Boulder’s Eric Skokan is a James Beard Finalist


The James Beard awards are the Oscars of the culinary world — they’re one of the highest honors a chef, bartender, restaurant owner, sommelier or otherwise food-related professional can receive.


That’s why it’s such a big deal that one of Boulder’s most beloved chefs is a finalist. Eric Skokan, who runs Bramble & Hare and Black Cat Farm with his wife Jill Skokan, is a finalist for best chef of the mountain region.


The foundation announced its award semifinalists in February, a list that included 13 Colorado eateries, chefs and restaurant owners. Now, that list been whittled down to even fewer finalists, which includes Skokan and:


  • Aspen’s Little Nell for outstanding wine program
  • Jose Avila of Denver’s El Borrego Negro for best chef of the mountain region
  • Cody Cheetham of Denver’s Tavernetta for best chef of the mountain region
  • Caroline Glover of Aurora’s Annette for best chef of the mountain region
  • Dana Rodriguez of Denver’s Work & Class for best chef of the mountain region


The Skokan family endured an unimaginable tragedy in the summer of 2020 when their 17-year-old son, Kelsey, died from injuries suffered during a car accident. Kelsey and his brother Ian were driving not far from the Skokan family home when a truck collided with the car; Ian suffered minor injuries and the truck also caused extensive damage to the Skokan’s home.

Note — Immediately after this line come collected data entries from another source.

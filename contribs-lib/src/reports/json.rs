use crate::Result;
use core::fmt::Write;
use serde::Serialize;

/// Write `value` as pretty-printed JSON.
pub fn generate<T: Serialize + ?Sized, W: Write>(value: &T, writer: &mut W) -> Result<()> {
    writeln!(writer, "{}", serde_json::to_string_pretty(value)?)?;
    Ok(())
}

The Skokans also found creative ways to pivot and innovate during the pandemic, when their restaurants were closed. They launched dinners at their 425-acre farm, started a farm store and even had a mobile farm truck.


Photo courtesy of Black Cat Farm


The winners will be announced at an award’s ceremony in Chicago on June 13, with a theme of “Gather for Good.”

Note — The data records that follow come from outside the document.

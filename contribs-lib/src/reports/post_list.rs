use crate::Result;
use crate::posts::BlogPost;
use core::fmt::Write;
use owo_colors::OwoColorize;

/// Number of tags shown per post before collapsing the rest into a count.
const MAX_SHOWN_TAGS: usize = 3;

pub fn generate<W: Write>(posts: &[BlogPost], use_colors: bool, writer: &mut W) -> Result<()> {
    if posts.is_empty() {
        writeln!(writer, "No blog posts found")?;
        return Ok(());
    }

    for (index, post) in posts.iter().enumerate() {
        if index > 0 {
            writeln!(writer)?;
        }

        if use_colors {
            writeln!(writer, "{}", post.title.bold())?;
        } else {
            writeln!(writer, "{}", post.title)?;
        }

        let mut when = post.date.map_or_else(|| "undated".to_string(), |date| date.format("%b %-d, %Y").to_string());
        if let Some(minutes) = post.reading_minutes() {
            write!(when, " • {minutes} min read")?;
        }
        writeln!(writer, "  {when}")?;

        if let Some(description) = &post.description {
            writeln!(writer, "  {description}")?;
        }

        if !post.tags.is_empty() {
            let mut tags: Vec<String> = post.tags.iter().take(MAX_SHOWN_TAGS).map(|tag| format!("#{}", tag.label)).collect();
            if post.tags.len() > MAX_SHOWN_TAGS {
                tags.push(format!("+{}", post.tags.len() - MAX_SHOWN_TAGS));
            }
            writeln!(writer, "  {}", tags.join(" "))?;
        }

        if let Some(permalink) = &post.permalink {
            if use_colors {
                writeln!(writer, "  {}", permalink.cyan())?;
            } else {
                writeln!(writer, "  {permalink}")?;
            }
        }
    }

    Ok(())
}

#[cfg(test)]
mod tests {
    use super::*;
    use serde_json::json;

    fn post(record: &serde_json::Value) -> BlogPost {
        BlogPost::from_record(record).unwrap()
    }

    #[test]
    fn test_generate_empty() {
        let mut output = String::new();
        generate(&[], false, &mut output).unwrap();
        assert_eq!(output, "No blog posts found\n");
    }

    #[test]
    fn test_generate_full_post() {
        let posts = vec![post(&json!({
            "title": "Zero-copy parsing",
            "description": "Borrowing all the way down",
            "date": "2024-05-01",
            "permalink": "/blog/zero-copy",
            "tags": ["rust", "parsing", "perf", "serde", { "label": "nom" }],
            "readingTime": 6.2
        }))];

        let mut output = String::new();
        generate(&posts, false, &mut output).unwrap();
        assert_eq!(
            output,
            "Zero-copy parsing\n  May 1, 2024 • 7 min read\n  Borrowing all the way down\n  #rust #parsing #perf +2\n  /blog/zero-copy\n"
        );
    }

    #[test]
    fn test_generate_minimal_posts_are_separated() {
        let posts = vec![post(&json!({ "title": "One" })), post(&json!({ "title": "Two" }))];

        let mut output = String::new();
        generate(&posts, false, &mut output).unwrap();
        assert_eq!(output, "One\n  undated\n\nTwo\n  undated\n");
    }

    #[test]
    fn test_generate_with_colors() {
        let posts = vec![post(&json!({ "title": "One", "permalink": "/one" }))];

        let mut output = String::new();
        generate(&posts, true, &mut output).unwrap();
        assert!(output.contains("\x1b["));
    }
}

The James Beard awards return after a two-year hiatus during the coronavirus pandemic.


“We are truly excited to be holding the awards again this year after two years of unremitting challenges for our industry, and after a fundamental overhaul of the awards program,” says Clare Reichenbach, the James Beard Foundation CEO. “This year’s awards offer a wonderful opportunity to gather as a community, look to the future and celebrate those leading the way.”


During the pandemic pause, the organization also spent some time evaluating how to make the awards more inclusive. It seems they’ve succeeded: This year’s list of nominees is one of the most diverse on record.

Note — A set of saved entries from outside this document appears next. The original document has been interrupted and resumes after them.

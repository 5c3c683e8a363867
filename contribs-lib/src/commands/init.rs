use super::Host;
use super::common::WORKING_DIR;
use super::config::{CONFIG_FILE_NAME, Config};
use crate::Result;
use camino::{Utf8Path, Utf8PathBuf};
use clap::Parser;
use std::io::Write;

#[derive(Parser, Debug)]
pub struct InitArgs {
    /// Output configuration file path (default is `contribs.toml` in the current directory)
    #[arg(value_name = "PATH")]
    pub output: Option<Utf8PathBuf>,
}

pub fn init_config<H: Host>(host: &mut H, args: &InitArgs) -> Result<()> {
    let output = args.output.clone().unwrap_or_else(|| Utf8Path::new(WORKING_DIR).join(CONFIG_FILE_NAME));

    Config::save_default(&output)?;
    let _ = writeln!(host.output(), "Generated default configuration file: {output}");
    Ok(())
}

#[cfg(test)]
mod tests {
    use super::*;
    use crate::commands::host::TestHost;

    #[test]
    #[cfg_attr(miri, ignore = "Miri cannot call GetTempPathW")]
    fn test_init_writes_default_config() {
        let tmp = tempfile::tempdir().unwrap();
        let output = Utf8PathBuf::try_from(tmp.path().join("contribs.toml")).unwrap();

        let mut host = TestHost::new();
        init_config(&mut host, &InitArgs { output: Some(output.clone()) }).unwrap();

        let text = std::fs::read_to_string(&output).unwrap();
        assert_eq!(text, super::super::config::DEFAULT_CONFIG_TOML);

        let message = String::from_utf8(host.output_buf).unwrap();
        assert!(message.starts_with("Generated default configuration file:"));
    }
}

“The awards are a great reminder that we are among innovators, entrepreneurs and trailblazers who represent a wide range of regions, cultures and cooking philosophies,” says Tanya Holland, who chairs the awards committee. “And this year, in particular, is a great reminder of how incredibly diverse our industry is. I am proud of the changes the James Beard Foundation has made to the awards program to ensure equity and inclusion, and though it is just the beginning of an ongoing commitment, we are already seeing the impact. This is the most diverse list I’ve seen in awards history, and I am honored to be a part of that change.”